What’s your type?
What’s your type? Is it more physical or personality? It’s fairly natural in life to have what’s known as a ‘type’. A type can be a collection of physical or personality traits that instantly peak our interest or arousal in a particular partner. Your type will automatically have an advantage over other people who may
What’s your type? Is it more physical or personality?
It’s fairly natural in life to have what’s known as a ‘type’. A type can be a collection of physical or personality traits that instantly peak our interest or arousal in a particular partner. Your type will automatically have an advantage over other people who may want to be in your life romantically, simply because you’re wired to see them first. Unfortunately, having a type doesn’t always ensure they’re the best choice for you. For this reason, it’s worth thinking about your motivations and asking yourself a few key questions.

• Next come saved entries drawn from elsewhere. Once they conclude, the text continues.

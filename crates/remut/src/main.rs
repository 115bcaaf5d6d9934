//! remut CLI entry point.

use anyhow::Result;
use clap::Parser;
use tracing_subscriber::{EnvFilter, layer::SubscriberExt, util::SubscriberInitExt};

use remut::Cli;

fn main() -> Result<()> {
    let cli = Cli::parse();

    let filter = match cli.log_filter() {
        Some(directive) => EnvFilter::new(directive),
        None => EnvFilter::try_from_default_env().unwrap_or_else(|_| EnvFilter::new("warn")),
    };
    tracing_subscriber::registry()
        .with(tracing_subscriber::fmt::layer().with_target(false).with_writer(std::io::stderr))
        .with(filter)
        .init();

    let config = cli.config()?;

    let runtime = tokio::runtime::Builder::new_current_thread()
        .enable_all()
        .build()?;

    runtime.block_on(remut::run::execute(&cli, &config))
}
//! Pure transformations: URL composition and request assembly.
//!
//! Nothing in this module performs I/O; every function is a deterministic
//! function of its explicit inputs.

mod path;
mod request;

pub use path::{child_scope, compose_path, normalize_path, resolve_url};
pub use request::build_request;
use std::borrow::Cow;

use bytes::Bytes;
use http::HeaderMap;
use http::header::{HeaderName, HeaderValue};
use serde::de::DeserializeOwned;

/// A completed transport response with its body fully read.
#[derive(Debug, Clone, PartialEq)]
pub struct Response {
    pub status: u16,
    /// Reason phrase as sent by the server.
    pub status_text: String,
    /// Response headers exactly as received, repeated names included.
    pub headers: HeaderMap,
    pub body: Bytes,
}

impl Response {
    pub fn new(status: u16, status_text: impl Into<String>, body: impl Into<Bytes>) -> Self {
        Self {
            status,
            status_text: status_text.into(),
            headers: HeaderMap::new(),
            body: body.into(),
        }
    }

    #[must_use]
    pub fn with_header(mut self, name: HeaderName, value: HeaderValue) -> Self {
        self.headers.append(name, value);
        self
    }

    /// `true` for 2xx statuses.
    pub fn is_ok(&self) -> bool { (200..300).contains(&self.status) }

    pub fn text(&self) -> Cow<'_, str> { String::from_utf8_lossy(&self.body) }

    pub fn json<T: DeserializeOwned>(&self) -> Result<T, serde_json::Error> {
        serde_json::from_slice(&self.body)
    }
}

/// Published description of an unsuccessful response.
#[derive(Debug, Clone, PartialEq)]
pub struct ErrorState {
    /// Response body parsed as JSON. Bodies that are not JSON are kept as a
    /// string value; an empty body becomes `null`.
    pub data: serde_json::Value,
    pub message: String,
}

impl ErrorState {
    pub fn from_response(response: &Response) -> Self {
        let data = match response.json::<serde_json::Value>() {
            Ok(data) => data,
            Err(_) if response.body.is_empty() => serde_json::Value::Null,
            Err(_) => serde_json::Value::String(response.text().into_owned()),
        };
        Self {
            data,
            message: format!("Failed to fetch: {} {}", response.status, response.status_text),
        }
    }
}

/// Lifecycle state of one mutation slot.
#[derive(Debug, Clone, Default, PartialEq)]
pub struct MutationState {
    pub loading: bool,
    pub error: Option<ErrorState>,
    pub response: Option<Response>,
}

/// The `{loading, error}` half of the state handed to observers.
#[derive(Debug, Clone, Default, PartialEq)]
pub struct States {
    pub loading: bool,
    pub error: Option<ErrorState>,
}

/// Derived metadata, recomputed on every query.
#[derive(Debug, Clone, PartialEq)]
pub struct Meta {
    pub response: Option<Response>,
    /// URL the next invocation will target, before any DELETE identifier.
    pub absolute_path: String,
}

How has it worked out for you, so far?
This is the most telling question to ask yourself because very little beats the real data found within your dating history. We’re all very good at remembering the symptoms of difficult relationships, actions that hurt us, or hurt our partner. Rarely however, do we look beneath this at the root cause of how the symptoms were able to occur in the first place.
Let’s say that your type of woman is blond, or that your type of man is one who is extremely wealthy. How healthy or fulfilling have previous relationships been which have met with these criteria? And how have your preferences for this type of person affected the decisions you’ve made within the relationship? Very often people will tolerate unacceptable behaviour from a lover because they’re good looking, rich or have an emotional vulnerability they feel needs to be protected. It’s easy to become lost inside the role you hope to play for someone, or the one you wish them to play for you, but this shouldn’t trump everything.
When your type of partner starts to affect your ability to attain the future you want, it’s time to reassess your motives and how important some of your more fickle needs are. For example, if you meet a woman who is everything you ever dreamed but who doesn’t have blond hair, you’d be a fool to give her up. There comes a time when you have to look at people as the package they present, not a set of isolated parts you can choose between.
On the flipside, never give up on an attribute that truly has an impact on your serious life goals. If you desire a man who is emotionally stable, or a woman who doesn’t want children, then that’s your right and it will have a huge impact on your futures together.
What part of you craves your type?
You may not have thought about this before, but the qualities you look for in a partner, no matter whether they’re shallow or particularly deep, can and will say a lot about yourself. Knowing exactly why you need a woman who has her own financial stability, or a man who doesn’t already have children, will help your deliberations if you’re ever in a situation with a difficult choice to make.
If we use the example of a woman that only wants to date men who don’t have children, we can look at it in a number of ways. There are women who need to come first in their partner’s life and who find having anyone in front of them threatening. This may be fuelled by an insecurity they have. It could manifest as a problem with trust or jealousy and be aimed at either the man’s children or the children’s mother. To be clear, this isn’t to say people are intentionally being negative or difficult when having a particular type of partner, simply that they may be motivated by past experiences and seeking only to keep themselves emotionally safe.
Likewise, a man who is only interested in dating women with money may crave this type of partner because he’s insecure about being used, or fearful that he’s not equipped to play any provider role expected of him.
Where possible, look at the preferences you have, attempt to trace them back to a feeling or expectation you carry with you in certain situations. It may be that some of your must-haves are purely for aesthetic purposes, but other more serious desires may be holding you back in ways that are completely unnecessary.
What are you missing out on?
The whole point behind this article is to encourage you to begin thinking outside of your type and stop moving through relationships using out-dated programming. This applies mostly to those of you who are serial daters, have trouble finding love, or who are so caught up in repeating the same patterns that you can no longer see the real face of the problem. Again, the symptoms are not the problem and continuing to focus on them will keep you moving in circles.
When you stick to dating one type of person, unsuccessfully, you’re undoubtedly missing out on an entire world of opportunities. It’s recommended that you ask yourself honestly if chasing after what you think is right for you, is worth missing out on what may be a better option. What exactly do you have to lose?
When you love bad boys you have to accept what comes with this choice. So how about trialling a relationship with a good boy who has a wild streak? When you only date women who are a size ten, you may have an amazing sex life because your attraction to them is at it’s peak. However, is turning down a date with a size 14 woman worth it, if she could be the perfect match in every other way?
Love is not always as clear-cut as you may like it to be. Yes, there are thousands of apps all based around being precise with what you do and don’t want, but being rigid isn’t always helpful. Sometimes the real pot of gold is standing right in front of you, don’t miss it because you’re busy gazing at the end of the rainbow.